Надежда Андреевна Обухова - народная артистка СССР, орденоносец, лауреат Сталинской премии: это официально. А за этим: человек предельной простоты с чистой душой ребенка, артистка предельного мастерства, с огромной интуицией художника.
Н.А.Обухова - гордость русского вокального искусства. Более тридцати лет она была украшением Московского государственного Большого театра, вступив в него в первые годы революции, в эпоху бурного становления новой театральной жизни. И по сей день она является одной из наиболее любимых и популярных русских певиц. Слава ее перелетает далеко за пределы Москвы - в каждом уголке Союза ее знают и любят благодаря радио, которому она отдает много своих сил.
В нескольких словах дать ее портрет - задача большая.
Вот она стоит на эстраде. Простая, спокойная и величавая. На ней черное платье из мягкой шелковой ткани, на котором кое-где поблескивает темное золото парчи.

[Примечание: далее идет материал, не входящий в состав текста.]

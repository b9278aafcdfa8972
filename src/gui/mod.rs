use kiss3d::camera::Camera;
use kiss3d::event::EventManager;
use kiss3d::planar_camera::PlanarCamera;
use kiss3d::post_processing::PostProcessingEffect;
use kiss3d::renderer::Renderer;
use kiss3d::window::{State, Window};

use self::controller::Controller;
use self::view::View;
use crate::model::orrery::Orrery;

mod camera;
mod controller;
mod renderers;
mod sandbox;
mod view;

pub use sandbox::Sandbox;

pub struct Simulation {
    view: View,
    controller: Controller,
}

impl Simulation {
    pub fn new(orrery: Orrery, window: &mut Window, time_scale: f32, show_outlines: bool) -> Self {
        Self {
            view: View::new(orrery, window, show_outlines),
            controller: Controller::new(time_scale),
        }
    }

    fn process_user_input(&mut self, mut events: EventManager) {
        // Process events
        for event in events.iter() {
            self.controller.process_event(event, &mut self.view);
        }
    }
}

impl State for Simulation {
    fn cameras_and_effect_and_renderer(
        &mut self,
    ) -> (
        Option<&mut dyn Camera>,
        Option<&mut dyn PlanarCamera>,
        Option<&mut dyn Renderer>,
        Option<&mut dyn PostProcessingEffect>,
    ) {
        self.view.cameras_and_effect_and_renderer()
    }

    fn step(&mut self, window: &mut Window) {
        self.process_user_input(window.events());
        let timestep = self.controller.advance();
        self.view.update_state_by(timestep);
        self.view.prerender_scene(window, &self.controller);
        self.controller.increment_frame_counter();
    }
}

Сверкает хрустальная цепь ожерелья, сверкают золотые браслеты на руках, сверкает брильянт на груди - сверкают, мерцают, не нарушая строгого впечатления. Она вызывает в воображении образ южной, темной ночи над морем, когда на безлунном небе сверкают и переливаются звезды и мерцают, колеблясь, отражаясь в черной поверхности воды.

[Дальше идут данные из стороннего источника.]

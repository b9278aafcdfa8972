use std::path::PathBuf;

use nalgebra::{Isometry3, Matrix4, Point3, Translation3, Unit, UnitQuaternion, Vector3};

use crate::math::geometry::perpendicular_vector;

#[derive(Debug, Clone, Copy, Hash, PartialEq, Eq, PartialOrd, Ord)]
pub struct BodyID(pub usize);

// All the display info about a body; none of this affects the motion
#[derive(Debug, Clone)]
pub struct BodyInfo {
    pub name: String,
    pub color: Point3<f32>,
    pub scale: f32,
    pub outline: Option<Point3<f32>>,
    pub emits_light: bool,
    pub model: Option<PathBuf>,
}

/// Kinematic description of a body: a circular orbit around its parent, plus
/// a spin around its own axis. Speeds are in radians per second.
#[derive(Debug, Clone)]
pub struct Motion {
    pub orbit_radius: f32,
    pub orbit_speed: f32,
    pub orbit_axis: Unit<Vector3<f32>>,
    pub spin_speed: f32,
    pub spin_axis: Unit<Vector3<f32>>,
}

/// Where a body is this frame, and how it's oriented and scaled.
#[derive(Debug, Clone, Copy, PartialEq)]
pub struct BodyPose {
    pub isometry: Isometry3<f32>,
    pub scale: f32,
}

#[derive(Debug, Clone)]
pub struct Body {
    pub id: BodyID,
    pub info: BodyInfo,
    pub motion: Motion,
    pub(super) parent: Option<BodyID>,
    pub(super) pose: BodyPose,
    pub(super) last_frame: Option<u64>,
}

impl BodyInfo {
    pub fn new(name: &str, color: Point3<f32>, scale: f32) -> Self {
        BodyInfo {
            name: name.to_owned(),
            color,
            scale,
            outline: None,
            emits_light: false,
            model: None,
        }
    }
}

impl Motion {
    /// A body that sits still at its parent's position.
    pub fn fixed() -> Self {
        Motion {
            orbit_radius: 0.0,
            orbit_speed: 0.0,
            orbit_axis: Vector3::y_axis(),
            spin_speed: 0.0,
            spin_axis: Vector3::y_axis(),
        }
    }

    pub fn circular(orbit_radius: f32, orbit_speed: f32, spin_speed: f32) -> Self {
        Motion {
            orbit_radius,
            orbit_speed,
            spin_speed,
            ..Motion::fixed()
        }
    }

    /// Composes the pose at `signed_time` for a body whose parent currently
    /// sits at `center`.
    ///
    /// The order is: move to the center, turn by the orbital angle, step out
    /// along the orbit radius, then spin in place and scale. The position of
    /// the body is fixed before the spin, so spinning never moves it.
    pub fn pose(&self, center: &Point3<f32>, signed_time: f32, scale: f32) -> BodyPose {
        let orbit_rotation =
            UnitQuaternion::from_axis_angle(&self.orbit_axis, self.orbit_speed * signed_time);
        let offset = perpendicular_vector(&self.orbit_axis).into_inner() * self.orbit_radius;

        let on_orbit = Isometry3::from_parts(Translation3::from(center.coords), orbit_rotation)
            * Translation3::from(offset);

        let spin = UnitQuaternion::from_axis_angle(&self.spin_axis, self.spin_speed * signed_time);
        BodyPose {
            isometry: on_orbit * spin,
            scale,
        }
    }
}

impl BodyPose {
    pub fn identity() -> Self {
        BodyPose {
            isometry: Isometry3::identity(),
            scale: 1.0,
        }
    }

    pub fn position(&self) -> Point3<f32> {
        self.isometry * Point3::origin()
    }

    /// The model matrix to hand to a shader.
    pub fn model_matrix(&self) -> Matrix4<f32> {
        self.isometry.to_homogeneous() * Matrix4::new_scaling(self.scale)
    }
}

impl Body {
    pub fn parent_id(&self) -> Option<BodyID> {
        self.parent
    }

    pub fn pose(&self) -> BodyPose {
        self.pose
    }

    pub fn position(&self) -> Point3<f32> {
        self.pose.position()
    }
}
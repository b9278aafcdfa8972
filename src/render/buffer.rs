use itertools::Itertools;

#[derive(Debug, Clone, Copy, PartialEq, Eq)]
pub enum Primitive {
    Lines,
    LineStrip,
    Points,
    Triangles,
}

/// Which part of a buffer has to be sent to the GPU again.
#[derive(Debug, Clone, Copy, PartialEq, Eq)]
pub enum Dirty {
    Clean,
    All,
    /// Half-open range of vertex indices
    Range { start: usize, end: usize },
}

impl Dirty {
    fn with_range(self, start: usize, end: usize) -> Dirty {
        match self {
            Dirty::Clean => Dirty::Range { start, end },
            Dirty::All => Dirty::All,
            Dirty::Range { start: s, end: e } => Dirty::Range {
                start: s.min(start),
                end: e.max(end),
            },
        }
    }
}

/// A vertex buffer on the CPU side.
///
/// Buffers start out fully dirty. Replacing the contents dirties everything,
/// since the length may change; writing over existing vertices only dirties
/// the range that was touched, so fixed-size sets (like the draggable points)
/// can be patched in place.
#[derive(Debug, Clone)]
pub struct RenderData<V> {
    vertices: Vec<V>,
    primitive: Primitive,
    /// Line width or point size, depending on the primitive
    pub width: f32,
    dirty: Dirty,
}

impl<V: Clone> RenderData<V> {
    pub fn new(primitive: Primitive, vertices: Vec<V>) -> Self {
        RenderData {
            vertices,
            primitive,
            width: 1.0,
            dirty: Dirty::All,
        }
    }

    pub fn with_width(mut self, width: f32) -> Self {
        self.width = width;
        self
    }

    pub fn vertices(&self) -> &[V] {
        &self.vertices
    }

    pub fn len(&self) -> usize {
        self.vertices.len()
    }

    pub fn is_empty(&self) -> bool {
        self.vertices.is_empty()
    }

    pub fn primitive(&self) -> Primitive {
        self.primitive
    }

    pub fn dirty(&self) -> Dirty {
        self.dirty
    }

    pub fn replace(&mut self, vertices: Vec<V>) {
        self.vertices = vertices;
        self.dirty = Dirty::All;
    }

    /// Overwrites the vertices starting at `start`. Panics if that would run
    /// past the end of the buffer; use `replace` to resize.
    pub fn update_range(&mut self, start: usize, vertices: &[V]) {
        let end = start + vertices.len();
        assert!(
            end <= self.vertices.len(),
            "update of {}..{} out of bounds for {} vertices",
            start,
            end,
            self.vertices.len()
        );
        if vertices.is_empty() {
            return;
        }
        self.vertices[start..end].clone_from_slice(vertices);
        self.dirty = self.dirty.with_range(start, end);
    }

    pub fn set(&mut self, index: usize, vertex: V) {
        self.update_range(index, std::slice::from_ref(&vertex));
    }

    /// Returns what needs uploading and marks the buffer clean.
    pub fn take_dirty(&mut self) -> Dirty {
        std::mem::replace(&mut self.dirty, Dirty::Clean)
    }

    /// The buffer as a list of line segments. Strips are expanded into
    /// consecutive pairs; other primitives give nothing.
    pub fn segments(&self) -> Vec<(&V, &V)> {
        match self.primitive {
            Primitive::Lines => self.vertices.iter().tuples().collect(),
            Primitive::LineStrip => self.vertices.iter().tuple_windows().collect(),
            Primitive::Points | Primitive::Triangles => vec![],
        }
    }
}
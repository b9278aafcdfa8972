//! Renderer-independent parts of drawing: CPU-side vertex buffers that know
//! what needs re-uploading, and the stencil outline protocol.

pub mod buffer;
pub mod outline;

pub use buffer::{Dirty, Primitive, RenderData};
pub use outline::{draw_outlined, CommandList, GlCommand, Outline, Shading, StencilFunc, StencilTarget};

Вот она запела. И впечатление бархатной ночи, моря, необъятного простора не проходит: скорее, усиливается от звуков этого голоса, бархатного, как ночь, широкого, как море, светлого, как звезды. В пении Обуховой - есть дыхание природы.
Мы слышали и слышим множество прекрасных певиц, обладающих мастерской техникой; и, когда мы их слушаем, мы невольно отмечаем: "Какая колоратура! Какая чистота трели! Какая школа! Чья она ученица?"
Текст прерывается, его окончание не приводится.